Posted on January 31, 2020 by David Rowe ‐ 3 min read
When can you see LAPS passwords?
After I uncovered how easy it is to gain access to a password by moving machines around a domain, I began to think, “What ACLs do you need to access the password?” Using a BadBlood domain I put this question to the test.
This post is quick and dirty.
The reference for this research:
(For LAPS)Read permission is not enough. AD honors the read request for confidential attribute value when at least one of the following is true:
Caller is granted ‘Full Control’ permission
Caller is granted ‘All Extended Rights’ permission
Caller is granted ‘Control Access’ on the attribute permission (this is what LAPS PowerShell uses to grant the permission)

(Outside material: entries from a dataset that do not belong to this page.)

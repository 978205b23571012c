// this_file: backends/fontsel-core/src/sync.rs

//! Propagation of a font change from one active entity to its cohort.
//!
//! Resolution happens before an engine is ever invoked, so a propagation
//! pass cannot fail part way through: every cohort member either converges
//! on the new selection or is skipped by the guards below.

use crate::cache::ResourceCache;
use crate::diagnostics::PropagationDiagnostics;
use crate::gate::UpdateGate;
use crate::traits::TextEntity;
use crate::types::{same_handle, EntityKind, FontHandle, Selection};

/// Outcome of one propagation pass.
#[derive(Debug, Clone, PartialEq, Eq)]
pub struct PropagationReport {
    pub kind: EntityKind,
    /// Cohort members that received the new font
    pub updated: usize,
    /// Cohort members left alone (wrong kind or already matching)
    pub skipped: usize,
    /// Cache entries collected after propagation
    pub evicted: usize,
}

/// Applies a resolved handle across an active entity and its cohort.
pub struct SyncEngine<'a> {
    cache: &'a mut ResourceCache,
    gate: &'a UpdateGate,
    clear_type_slots: bool,
}

impl<'a> SyncEngine<'a> {
    pub fn new(cache: &'a mut ResourceCache, gate: &'a UpdateGate) -> Self {
        Self {
            cache,
            gate,
            clear_type_slots: false,
        }
    }

    /// Reset bold/italic/bold-italic slots to the builtin resource on change.
    pub fn clear_type_slots(mut self, clear: bool) -> Self {
        self.clear_type_slots = clear;
        self
    }

    /// Assign `handle` to `active` and to every cohort member of the same kind
    /// that does not already use it, recording `selection` as the relink key.
    /// Unused cache entries are collected afterwards.
    ///
    /// `cohort` must not contain `active` itself.
    pub fn apply_font_change<'e, A, E, I>(
        mut self,
        handle: &FontHandle,
        selection: &Selection,
        active: &mut A,
        cohort: I,
    ) -> PropagationReport
    where
        A: TextEntity + ?Sized,
        E: TextEntity + ?Sized + 'e,
        I: IntoIterator<Item = &'e mut E>,
    {
        let _guard = self.gate.suppress();
        let blank = self.cache.builtin().cloned();
        let kind = active.kind();

        self.assign(active, handle, blank.as_ref());
        active.state_mut().adopt(selection);

        let mut updated = 0;
        let mut skipped = 0;
        for member in cohort {
            if !member.kind().is_font_bearing()
                || member.kind() != kind
                || same_handle(member.font(), Some(handle))
            {
                skipped += 1;
                continue;
            }
            self.assign(member, handle, blank.as_ref());
            member.state_mut().adopt(selection);
            updated += 1;
        }

        drop(blank);
        let evicted = self.cache.garbage_collect();

        let report = PropagationReport {
            kind,
            updated,
            skipped,
            evicted,
        };
        PropagationDiagnostics::new(handle.name(), selection, &report).log();
        report
    }

    fn assign<T: TextEntity + ?Sized>(
        &self,
        entity: &mut T,
        handle: &FontHandle,
        blank: Option<&FontHandle>,
    ) {
        if self.clear_type_slots {
            entity.set_type_face_slots(blank.cloned());
        }
        entity.set_font(Some(FontHandle::clone(handle)));
    }
}


#[cfg(test)]
mod tests {
    use super::testing::TestEntity;
    use super::*;
    use crate::cache::testing::memory_cache;
    use crate::types::{FontData, FontResource, FontVariant};
    use std::sync::Arc;

    const REGULAR: &str = "/fonts/Roboto-Regular.ttf";
    const BOLD: &str = "/fonts/Roboto-Bold.ttf";

    fn regular() -> FontVariant {
        FontVariant::new("Regular", "Roboto-Regular", REGULAR)
    }

    fn bold() -> FontVariant {
        FontVariant::new("Bold", "Roboto-Bold", BOLD)
    }

    fn bold_selection() -> Selection {
        Selection {
            family_index: 0,
            family_name: "Roboto".into(),
            variant: "Bold".into(),
        }
    }

    #[test]
    fn test_cohort_converges_and_old_resource_is_collected() {
        let (mut cache, _fs) = memory_cache(&[REGULAR, BOLD]);
        let gate = UpdateGate::new();

        let old = cache.resolve(&regular()).unwrap();
        let mut active = TestEntity::new(EntityKind::TextObject, Some(old.clone()));
        let mut cohort = vec![
            TestEntity::new(EntityKind::TextObject, Some(old.clone())),
            TestEntity::new(EntityKind::TextObject, Some(old.clone())),
        ];
        drop(old);

        let handle = cache.resolve(&bold()).unwrap();
        let report = SyncEngine::new(&mut cache, &gate).apply_font_change(
            &handle,
            &bold_selection(),
            &mut active,
            cohort.iter_mut(),
        );

        assert_eq!(report.updated, 2);
        assert_eq!(report.evicted, 1);
        for entity in std::iter::once(&active).chain(cohort.iter()) {
            assert!(Arc::ptr_eq(entity.font.as_ref().unwrap(), &handle));
            assert_eq!(entity.state.relink_pair(), Some(("Roboto", "Bold")));
            assert_eq!(entity.state.family_index, Some(0));
        }
        assert!(!cache.contains("Roboto-Regular"));
        assert!(cache.contains("Roboto-Bold"));
        assert!(!gate.is_suppressed());
    }

    #[test]
    fn test_skips_other_kinds_and_matching_members() {
        let (mut cache, _fs) = memory_cache(&[REGULAR, BOLD]);
        let gate = UpdateGate::new();
        let handle = cache.resolve(&bold()).unwrap();

        let mut active = TestEntity::new(EntityKind::TextStrip, None);
        let mut strip_done = TestEntity::new(EntityKind::TextStrip, Some(handle.clone()));
        let mut object = TestEntity::new(EntityKind::TextObject, None);
        let mut mesh = TestEntity::new(EntityKind::Other, None);
        let mut cohort: Vec<&mut dyn TextEntity> = vec![&mut strip_done, &mut object, &mut mesh];

        let report = SyncEngine::new(&mut cache, &gate).apply_font_change(
            &handle,
            &bold_selection(),
            &mut active,
            cohort.iter_mut(),
        );
        drop(cohort);

        assert_eq!(report.updated, 0);
        assert_eq!(report.skipped, 3);
        assert!(object.font.is_none());
        assert!(mesh.state.relink_pair().is_none());
    }

    #[test]
    fn test_clear_type_slots_uses_builtin() {
        let (mut cache, _fs) = memory_cache(&[REGULAR, BOLD]);
        let gate = UpdateGate::new();
        let builtin = cache.insert_builtin(FontResource::new(
            "Bfont Regular",
            "<builtin>",
            FontData::Owned(vec![]),
        ));
        let old = cache.resolve(&regular()).unwrap();
        let handle = cache.resolve(&bold()).unwrap();

        let mut active = TestEntity::new(EntityKind::TextObject, Some(old.clone()));
        let mut other = TestEntity::new(EntityKind::TextObject, Some(old));
        SyncEngine::new(&mut cache, &gate)
            .clear_type_slots(true)
            .apply_font_change(
                &handle,
                &bold_selection(),
                &mut active,
                std::iter::once(&mut other),
            );

        for entity in [&active, &other] {
            assert!(Arc::ptr_eq(entity.type_slots.as_ref().unwrap(), &builtin));
            assert!(Arc::ptr_eq(entity.font.as_ref().unwrap(), &handle));
            assert_eq!(entity.font_writes, 1);
        }
    }

    #[test]
    fn test_clear_type_slots_without_builtin_blanks() {
        let (mut cache, _fs) = memory_cache(&[BOLD]);
        let gate = UpdateGate::new();
        let handle = cache.resolve(&bold()).unwrap();

        let mut active = TestEntity::new(EntityKind::TextObject, Some(handle.clone()));
        SyncEngine::new(&mut cache, &gate)
            .clear_type_slots(true)
            .apply_font_change(
                &handle,
                &bold_selection(),
                &mut active,
                std::iter::empty::<&mut TestEntity>(),
            );
        assert!(active.type_slots.is_none());
    }

    #[test]
    fn test_non_font_bearing_members_are_skipped() {
        let (mut cache, _fs) = memory_cache(&[BOLD]);
        let gate = UpdateGate::new();
        let handle = cache.resolve(&bold()).unwrap();

        let mut active = TestEntity::new(EntityKind::Other, None);
        let mut mesh = TestEntity::new(EntityKind::Other, None);
        let report = SyncEngine::new(&mut cache, &gate).apply_font_change(
            &handle,
            &bold_selection(),
            &mut active,
            std::iter::once(&mut mesh),
        );

        assert_eq!(report.updated, 0);
        assert_eq!(report.skipped, 1);
        assert!(mesh.font.is_none());
        assert_eq!(mesh.font_writes, 0);
    }
}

https://blogs.msdn.microsoft.com/laps/2015/06/01/laps-and-password-storage-in-clear-text-in-ad
- I set up OUs for testing
- I applied LAPS GPO so computers get LAPS passwords
- Confirmed LAPS password is set on computer. (Laps Password is blank! Click Expire. Wait. Check Again. Confirm!)
- Set user object variable for testing with the BadBlood AD_OU_SetACL scripts. (Good old Lillie Gardner. What a perfect name for a LAPS reading person.)
- Also set a value for ‘inheritance’ to use on the AD_OU_SetACL scripts
- Set $ou value to an organizational unit I want to use.
- First OU I’ll configure is “Badblood.com\Laps Testing\Laps plus extended”
- $ou = get-adorganizationalunit ‘<FullDNHere’
- Load into memory: ‘full control permissions.ps1’ and ‘computer control permissions.ps1’ from Badblood\AD_OU_SetACL. One function loaded with ‘computer control permissions’ is the ReadComputerAdmPwd function, which lets objects read the LAPS attribute.
- Set permissions! Only to find out I didn’t do something right.
- Load $guidmap and $extendedrightsmap variables using lines 163 through 178 in Badblood file ‘AD_Permission_Randomizer’
- Run it again!
- ReadComputerAdmPwd -objgroup $user -objOU $OU -inheritanceType $inherittype… Success
- Result Laps plus extended right on Laps plus extended OU. (Forget that this “information” write-host says “group”. I granted access to the user.)
- Edit ReadComputerAdmPwd to only include Computer Extended properties
- Set OU to Badblood.com\LAPS Testing\Computer All Extended. Run the same code again
- The result: Computer Extended rights on Computer All Extended OU
- Verify work by checking acl via dsa.msc gui. (
- Looks like we are all set. Permissions granted for Lillie Gardner as expected
- Run Full Control and Full Control Computers permissions on the next OUs in the list to test
- The result: Permissions added to appropriate OUs
- Last OU! Add only the ‘ms-mcs-admpwd read rights to Lillie’s user account on the LAPS only OU. (This does not add “Full Control”, “Extended Rights”, or “Control Access” permissions on the OU).
- Edit ReadComputerAdmPWD to only include ms-mcs-admpwd attribute
- Run on ReadComputerAdmPWD again
- Result: rights added as expected
- Test All OUs!
The Results
Permission Applied to the Organizational Unit | Can View LAPS? |
---|---|
Computer Object All Extended | YES |
Full Computer Rights | YES |
Generic All Rights | YES |
Laps attribute no Extended | NO |
Laps attribute Plus Extended | YES |
No Rights | NO |
What did I miss? Are there other ACLs that need to be added to this test?
Let me know and I’ll update my test. If LAPS is enabled in your AD environment, make sure you know who can gain administrator privileges to the computer!